Luise Pop/Siluh Records
Luise Pop live:
- 12.01.2012 Club Weird Kong - Album Release Party / Transporter / Wien
- 13.01.2012 Cafe Publik / St. Pölten (A) w/ Stefanie Sourial
- 14.01.2012 Roeda / Steyr (A) / Siluh Label Nite w/ Killed by 9V Batteries, Alasac Duo
Es ist die unbändige Energie, diese bekömmliche Mischung aus Nachdenklichkeit und zornigem Auflehnen, die "Time Is A Habit" zu einem eindringlichen und bis zum letzten Ton spannenden Hörerlebnis machen. So folgt auf den dahingaloppierenden Riot-Girrrl-Pop, der in den fetten, gelben Mondaufgang reitet, ein zerklüftetes und dennoch federleichtes Stück, in dem mit zerbrochenen Erinnerungen das gegenwärtige Persönlichkeitsmosaik kunstvoll zusammengestellt wird. Nur um kurz darauf dann doch eine Pause mit warmen Orgeltönen einzuleiten und sich danach zu fragen, woher und aus welche Zeit wohl die essentiellen, persönlichkeitsprägenden Anteile der Seele entsprungen sein mögen. In "Desperate Times" treffen zarte Vibrato-Gitarren auf eine sich langsam aufbauende "Walk On The Wild Side"-Atmosphäre, die mit all ihrer Melancholie und den kleinen, versteckten Sehnsuchtsmelodien dann doch noch zu einer Idee eines furiosen Finales findet.
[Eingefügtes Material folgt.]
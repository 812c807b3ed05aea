/*
 * Copyright (c) Meta Platforms, Inc. and affiliates.
 *
 * This source code is licensed under the MIT license found in the
 * LICENSE file in the root directory of this source tree.
 */

use std::collections::HashMap;
use std::fmt;
use std::fmt::Debug;
use std::hash::Hash;

use crate::graph::SuccessorNodes;

/// An element of a weak topological ordering: a single vertex, or a
/// strongly connected component with its head and nested ordering.
#[derive(Clone, Debug, PartialEq, Eq)]
pub enum WtoComponent<N> {
    Vertex(N),
    Cycle {
        head: N,
        components: Vec<WtoComponent<N>>,
    },
}

impl<N: Copy> WtoComponent<N> {
    /// The vertex itself, or the head of the cycle.
    pub fn head(&self) -> N {
        match self {
            WtoComponent::Vertex(n) => *n,
            WtoComponent::Cycle { head, .. } => *head,
        }
    }

    pub fn is_cycle(&self) -> bool {
        matches!(self, WtoComponent::Cycle { .. })
    }
}

/*
 * Bourdoncle's weak topological ordering ("Efficient chaotic iteration
 * strategies with widenings", 1993): a hierarchical ordering of the nodes
 * reachable from the root in which every cycle of the graph goes through
 * the head of some component. Iterating components in order and
 * stabilizing each cycle at its head gives the recursive iteration
 * strategy, with widening applied at heads only.
 */
#[derive(Clone, Debug, PartialEq, Eq)]
pub struct WeakTopologicalOrdering<N> {
    components: Vec<WtoComponent<N>>,
}

impl<N> WeakTopologicalOrdering<N>
where
    N: Copy + Hash + Eq + Debug,
{
    pub fn new<SN>(root: N, successor_nodes: &SN) -> Self
    where
        SN: SuccessorNodes<NodeId = N>,
    {
        let mut builder = WtoBuilder {
            successor_nodes,
            dfn: HashMap::new(),
            stack: Vec::new(),
            num: 0,
        };
        let mut components = Vec::new();
        builder.visit(root, &mut components);
        components.reverse();
        Self { components }
    }

    pub fn components(&self) -> &[WtoComponent<N>] {
        &self.components
    }

    pub fn iter(&self) -> impl Iterator<Item = &WtoComponent<N>> {
        self.components.iter()
    }
}

struct WtoBuilder<'a, N, SN> {
    successor_nodes: &'a SN,
    /// Depth-first number of each node; 0 means not visited yet and
    /// `u32::MAX` means already placed in a component.
    dfn: HashMap<N, u32>,
    stack: Vec<N>,
    num: u32,
}

impl<'a, N, SN> WtoBuilder<'a, N, SN>
where
    N: Copy + Hash + Eq + Debug,
    SN: SuccessorNodes<NodeId = N>,
{
    fn dfn(&self, n: N) -> u32 {
        self.dfn.get(&n).copied().unwrap_or_default()
    }

    /// Returns the smallest depth-first number reachable from v.
    fn visit(&mut self, v: N, partition: &mut Vec<WtoComponent<N>>) -> u32 {
        self.stack.push(v);
        self.num += 1;
        self.dfn.insert(v, self.num);
        let mut head = self.num;
        let mut is_loop = false;

        for w in self.successor_nodes.get_succ_nodes(v) {
            let min = match self.dfn(w) {
                0 => self.visit(w, partition),
                n => n,
            };
            if min <= head {
                head = min;
                is_loop = true;
            }
        }

        if head == self.dfn(v) {
            self.dfn.insert(v, u32::MAX);
            if is_loop {
                while let Some(element) = self.stack.pop() {
                    if element == v {
                        break;
                    }
                    self.dfn.insert(element, 0);
                }
                let component = self.component(v);
                partition.push(component);
            } else {
                self.stack.pop();
                partition.push(WtoComponent::Vertex(v));
            }
        }
        head
    }

    fn component(&mut self, head: N) -> WtoComponent<N> {
        let mut components = Vec::new();
        for w in self.successor_nodes.get_succ_nodes(head) {
            if self.dfn(w) == 0 {
                self.visit(w, &mut components);
            }
        }
        components.reverse();
        WtoComponent::Cycle { head, components }
    }
}

impl<N: fmt::Display> fmt::Display for WtoComponent<N> {
    fn fmt(&self, f: &mut fmt::Formatter<'_>) -> fmt::Result {
        match self {
            WtoComponent::Vertex(n) => write!(f, "{}", n),
            WtoComponent::Cycle { head, components } => {
                write!(f, "({}", head)?;
                for c in components {
                    write!(f, " {}", c)?;
                }
                write!(f, ")")
            }
        }
    }
}

impl<N: fmt::Display> fmt::Display for WeakTopologicalOrdering<N> {
    fn fmt(&self, f: &mut fmt::Formatter<'_>) -> fmt::Result {
        for (i, c) in self.components.iter().enumerate() {
            if i > 0 {
                write!(f, " ")?;
            }
            write!(f, "{}", c)?;
        }
        Ok(())
    }
}
/*
 * Copyright (c) Meta Platforms, Inc. and affiliates.
 *
 * This source code is licensed under the MIT license found in the
 * LICENSE file in the root directory of this source tree.
 */

use std::fmt;
use std::ops::{Add, Mul, Neg, Sub};

use crate::number::Number;

/*
 * A number extended with -oo and +oo. Used for interval endpoints and for
 * the entries of difference-bound and octagon matrices.
 *
 * The derived ordering relies on the declaration order of the variants:
 * -oo < every finite value < +oo.
 *
 * Arithmetic follows the usual conventions of the extended integers, with
 * 0 * oo = 0. Adding +oo and -oo is undefined and panics; the domains never
 * combine bounds of opposite infinite signs.
 */
#[derive(Clone, Debug, PartialEq, Eq, PartialOrd, Ord, Hash)]
pub enum Bound {
    MinusInfinity,
    Finite(Number),
    PlusInfinity,
}

impl Bound {
    pub fn finite(n: impl Into<Number>) -> Self {
        Bound::Finite(n.into())
    }

    pub fn zero() -> Self {
        Bound::Finite(Number::zero())
    }

    pub fn is_finite(&self) -> bool {
        matches!(self, Bound::Finite(_))
    }

    pub fn is_infinite(&self) -> bool {
        !self.is_finite()
    }

    pub fn is_plus_infinity(&self) -> bool {
        matches!(self, Bound::PlusInfinity)
    }

    pub fn is_minus_infinity(&self) -> bool {
        matches!(self, Bound::MinusInfinity)
    }

    pub fn number(&self) -> Option<&Number> {
        match self {
            Bound::Finite(n) => Some(n),
            _ => None,
        }
    }

    pub fn is_zero(&self) -> bool {
        matches!(self, Bound::Finite(n) if n.is_zero())
    }

    pub fn is_negative(&self) -> bool {
        match self {
            Bound::MinusInfinity => true,
            Bound::Finite(n) => n.is_negative(),
            Bound::PlusInfinity => false,
        }
    }

    pub fn is_positive(&self) -> bool {
        match self {
            Bound::MinusInfinity => false,
            Bound::Finite(n) => n.is_positive(),
            Bound::PlusInfinity => true,
        }
    }

    fn infinity_with_sign(negative: bool) -> Bound {
        if negative {
            Bound::MinusInfinity
        } else {
            Bound::PlusInfinity
        }
    }

    /// Truncating division. `finite / oo == 0`; dividing by a finite zero
    /// is a caller error.
    pub fn div_trunc(&self, rhs: &Bound) -> Bound {
        match (self, rhs) {
            (Bound::Finite(a), Bound::Finite(b)) => {
                assert!(!b.is_zero(), "division of a bound by zero");
                Bound::Finite(a.div_trunc(b))
            }
            (Bound::Finite(_), _) => Bound::zero(),
            (_, Bound::Finite(b)) => {
                assert!(!b.is_zero(), "division of a bound by zero");
                Bound::infinity_with_sign(self.is_negative() != b.is_negative())
            }
            _ => Bound::infinity_with_sign(self.is_negative() != rhs.is_negative()),
        }
    }

    /// Division by a non-zero constant, rounding toward -oo.
    pub fn div_floor(&self, rhs: &Number) -> Bound {
        match self {
            Bound::Finite(a) => Bound::Finite(a.div_floor(rhs)),
            _ => Bound::infinity_with_sign(self.is_negative() != rhs.is_negative()),
        }
    }

    /// Division by a non-zero constant, rounding toward +oo.
    pub fn div_ceil(&self, rhs: &Number) -> Bound {
        match self {
            Bound::Finite(a) => Bound::Finite(a.div_ceil(rhs)),
            _ => Bound::infinity_with_sign(self.is_negative() != rhs.is_negative()),
        }
    }
}

impl From<Number> for Bound {
    fn from(n: Number) -> Self {
        Bound::Finite(n)
    }
}

impl From<i64> for Bound {
    fn from(n: i64) -> Self {
        Bound::Finite(Number::from(n))
    }
}

impl From<i32> for Bound {
    fn from(n: i32) -> Self {
        Bound::Finite(Number::from(n))
    }
}

impl<'a, 'b> Add<&'b Bound> for &'a Bound {
    type Output = Bound;

    fn add(self, rhs: &'b Bound) -> Bound {
        use Bound::*;
        match (self, rhs) {
            (Finite(a), Finite(b)) => Finite(a + b),
            (PlusInfinity, MinusInfinity) | (MinusInfinity, PlusInfinity) => {
                panic!("undefined addition of +oo and -oo")
            }
            (PlusInfinity, _) | (_, PlusInfinity) => PlusInfinity,
            (MinusInfinity, _) | (_, MinusInfinity) => MinusInfinity,
        }
    }
}

impl<'a, 'b> Sub<&'b Bound> for &'a Bound {
    type Output = Bound;

    fn sub(self, rhs: &'b Bound) -> Bound {
        self + &(-rhs)
    }
}

impl<'a, 'b> Mul<&'b Bound> for &'a Bound {
    type Output = Bound;

    fn mul(self, rhs: &'b Bound) -> Bound {
        match (self, rhs) {
            (Bound::Finite(a), Bound::Finite(b)) => Bound::Finite(a * b),
            _ if self.is_zero() || rhs.is_zero() => Bound::zero(),
            _ => Bound::infinity_with_sign(self.is_negative() != rhs.is_negative()),
        }
    }
}

impl<'a> Neg for &'a Bound {
    type Output = Bound;

    fn neg(self) -> Bound {
        match self {
            Bound::MinusInfinity => Bound::PlusInfinity,
            Bound::Finite(n) => Bound::Finite(-n),
            Bound::PlusInfinity => Bound::MinusInfinity,
        }
    }
}

macro_rules! forward_owned_binop {
    ($imp:ident, $method:ident) => {
        impl $imp<Bound> for Bound {
            type Output = Bound;
            fn $method(self, rhs: Bound) -> Bound {
                (&self).$method(&rhs)
            }
        }

        impl<'a> $imp<&'a Bound> for Bound {
            type Output = Bound;
            fn $method(self, rhs: &'a Bound) -> Bound {
                (&self).$method(rhs)
            }
        }
    };
}

forward_owned_binop!(Add, add);
forward_owned_binop!(Sub, sub);
forward_owned_binop!(Mul, mul);

impl Neg for Bound {
    type Output = Bound;

    fn neg(self) -> Bound {
        -&self
    }
}

impl fmt::Display for Bound {
    fn fmt(&self, f: &mut fmt::Formatter<'_>) -> fmt::Result {
        match self {
            Bound::MinusInfinity => write!(f, "-oo"),
            Bound::Finite(n) => write!(f, "{}", n),
            Bound::PlusInfinity => write!(f, "+oo"),
        }
    }
}
/*
 * Copyright (c) Meta Platforms, Inc. and affiliates.
 *
 * This source code is licensed under the MIT license found in the
 * LICENSE file in the root directory of this source tree.
 */

use proptest::prelude::*;
use sparta_numerical::bound::Bound;
use sparta_numerical::datatype::AbstractDomain;
use sparta_numerical::domains::Congruence;
use sparta_numerical::domains::Interval;
use sparta_numerical::domains::IntervalCongruence;
use sparta_numerical::linear::Operation;
use sparta_numerical::number::Number;

/// Any interval over small bounds, possibly unbounded or empty.
fn any_interval() -> impl Strategy<Value = Interval> {
    (
        proptest::option::of(-20i64..20),
        proptest::option::of(-20i64..20),
    )
        .prop_map(|(lb, ub)| {
            Interval::new(
                lb.map_or(Bound::MinusInfinity, Bound::from),
                ub.map_or(Bound::PlusInfinity, Bound::from),
            )
        })
}

/// A finite interval together with one of its members.
fn interval_and_member() -> impl Strategy<Value = (Interval, i64)> {
    (-20i64..20, 0i64..10, 0i64..10)
        .prop_map(|(lb, len, k)| (Interval::range(lb, lb + len), lb + k % (len + 1)))
}

fn any_congruence() -> impl Strategy<Value = Congruence> {
    prop_oneof![
        1 => Just(Congruence::bottom()),
        8 => (0i64..6, -10i64..10).prop_map(|(m, r)| Congruence::new(m, r)),
    ]
}

/// A congruence class together with one of its members.
fn congruence_and_member() -> impl Strategy<Value = (Congruence, i64)> {
    (0i64..6, -10i64..10, -5i64..5).prop_map(|(m, r, k)| (Congruence::new(m, r), r + m * k))
}

fn check_lattice_laws<D: AbstractDomain + std::fmt::Debug>(
    a: &D,
    b: &D,
) -> Result<(), TestCaseError> {
    let join = a.clone().join(b.clone());
    prop_assert!(a.leq(&join), "{:?} <= {:?}", a, join);
    prop_assert!(b.leq(&join), "{:?} <= {:?}", b, join);
    prop_assert!(join.equals(&b.clone().join(a.clone())));

    let meet = a.clone().meet(b.clone());
    prop_assert!(meet.leq(a), "{:?} <= {:?}", meet, a);
    prop_assert!(meet.leq(b), "{:?} <= {:?}", meet, b);

    let widened = a.clone().widen(b.clone());
    prop_assert!(a.leq(&widened));
    prop_assert!(b.leq(&widened));

    if b.leq(a) {
        let narrowed = a.clone().narrow(b.clone());
        prop_assert!(meet.leq(&narrowed));
        prop_assert!(narrowed.leq(a));
    }

    prop_assert!(D::bottom().leq(a));
    prop_assert!(a.leq(&D::top()));
    prop_assert!(a.clone().join(D::bottom()).equals(a));
    prop_assert!(a.clone().meet(D::bottom()).is_bottom());
    Ok(())
}

proptest! {
    #![proptest_config(ProptestConfig::with_cases(500))]

    #[test]
    fn interval_lattice_laws(a in any_interval(), b in any_interval()) {
        check_lattice_laws(&a, &b)?;
    }

    #[test]
    fn congruence_lattice_laws(a in any_congruence(), b in any_congruence()) {
        check_lattice_laws(&a, &b)?;
    }

    #[test]
    fn interval_congruence_lattice_laws(
        a in (any_interval(), any_congruence()),
        b in (any_interval(), any_congruence()),
    ) {
        let a = IntervalCongruence::new(a.0, a.1);
        let b = IntervalCongruence::new(b.0, b.1);
        check_lattice_laws(&a, &b)?;
    }

    /// For any n in a and m in b, n op m is in a op b.
    #[test]
    fn interval_arithmetic_soundness(
        (a, n) in interval_and_member(),
        (b, m) in interval_and_member(),
    ) {
        let (n_num, m_num) = (Number::from(n), Number::from(m));
        prop_assert!(a.contains(&n_num));
        prop_assert!(b.contains(&m_num));

        prop_assert!(a.apply(Operation::Add, &b).contains(&Number::from(n + m)));
        prop_assert!(a.apply(Operation::Sub, &b).contains(&Number::from(n - m)));
        prop_assert!(a.apply(Operation::Mul, &b).contains(&Number::from(n * m)));
        if m != 0 {
            let quotient = a.apply(Operation::Div, &b);
            prop_assert!(
                quotient.contains(&Number::from(n / m)),
                "{} / {} not in {} / {} = {}", n, m, a, b, quotient
            );
        }
    }

    #[test]
    fn congruence_arithmetic_soundness(
        (a, n) in congruence_and_member(),
        (b, m) in congruence_and_member(),
    ) {
        prop_assert!(a.contains(&Number::from(n)));
        prop_assert!(b.contains(&Number::from(m)));

        prop_assert!(a.apply(Operation::Add, &b).contains(&Number::from(n + m)));
        prop_assert!(a.apply(Operation::Sub, &b).contains(&Number::from(n - m)));
        prop_assert!(a.apply(Operation::Mul, &b).contains(&Number::from(n * m)));
        if let Some(d) = b.as_constant() {
            if !d.is_zero() {
                prop_assert!(a.apply(Operation::Div, &b).contains(&Number::from(n / m)));
            }
        }
    }

    /// Reduction never drops a value described by both components.
    #[test]
    fn reduction_soundness(
        (itv, n) in interval_and_member(),
        (m, r) in (0i64..6, -10i64..10),
    ) {
        let cong = Congruence::new(m, r);
        let reduced = IntervalCongruence::new(itv.clone(), cong.clone());
        let n = Number::from(n);
        if cong.contains(&n) {
            prop_assert!(reduced.interval().contains(&n));
            prop_assert!(reduced.congruence().contains(&n));
        }
        prop_assert!(reduced.interval().leq(&itv));
        prop_assert!(reduced.congruence().leq(&cong));
    }
}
Und so wie "Desperate Times" aufhört, beginnt "Speedboat", mit euphorischem Noisegewirbel. Es ist eine gewitzt gehetzte Rocknummer, die durch ihren tanzbaren Groove wohl weder Frauen- noch Männerfüße still stehen lässt. Diesem vermeintlichen Showdown mit dem Teufel, den die feministische Superheldin Luise Pop nach nur drei Minuten überlegen gewinnt, folgt der konzeptuelle Siegestanz über die eigene Ernsthaftigkeit. Denn "Conceptual Dance" ist mit Abstand das selbstironischste und zugleich ernsthafteste Kritikstück, das sich passender Weise einer 1980iger Kraut- und Elektrorockästhetik bedient.
Das "Time Is A Habit" so richtig funktioniert, ist zu einem großen Teil auch Thomas "Kantine" Pronai, Produzenten und Mastermind von Bo Candy & His Broken Hearts zu verdanken, der Luise Pop zu einem unglaublich erdigen, ausgewogenen, transparenten, direkten und erfrischenden Sound verholfen hat, der die Songs, das Album und die Grundstimmung vom Anfang bis zum Ende zusammenhält.

Luise Pop/Siluh Records
Luise rettet die (Pop)Welt
Die beiden musikalischen Heldinnen Vera Kropf und Lisa Berger haben sich mit zwei neuen Mitstreiterinnen aufgemacht, die (Pop)Welt zu retten. Auch wenn sie das selber nicht vordergründig im Sinn hatten. Denn im vermeintlichen Apokalypsenjahr 2012 ist diese Platte, die eingefahrene Muster und Gewohnheiten listig hinterfragt und an der verkonzeptualisierten Gesellschaftskultur kratzt, ein frischer und willkommener Befreiungsschlag für alle eingefahrenen Popohren und Indiehamster, deren Puste nicht mehr lange für das Laufen im Brotjob-Rad reicht.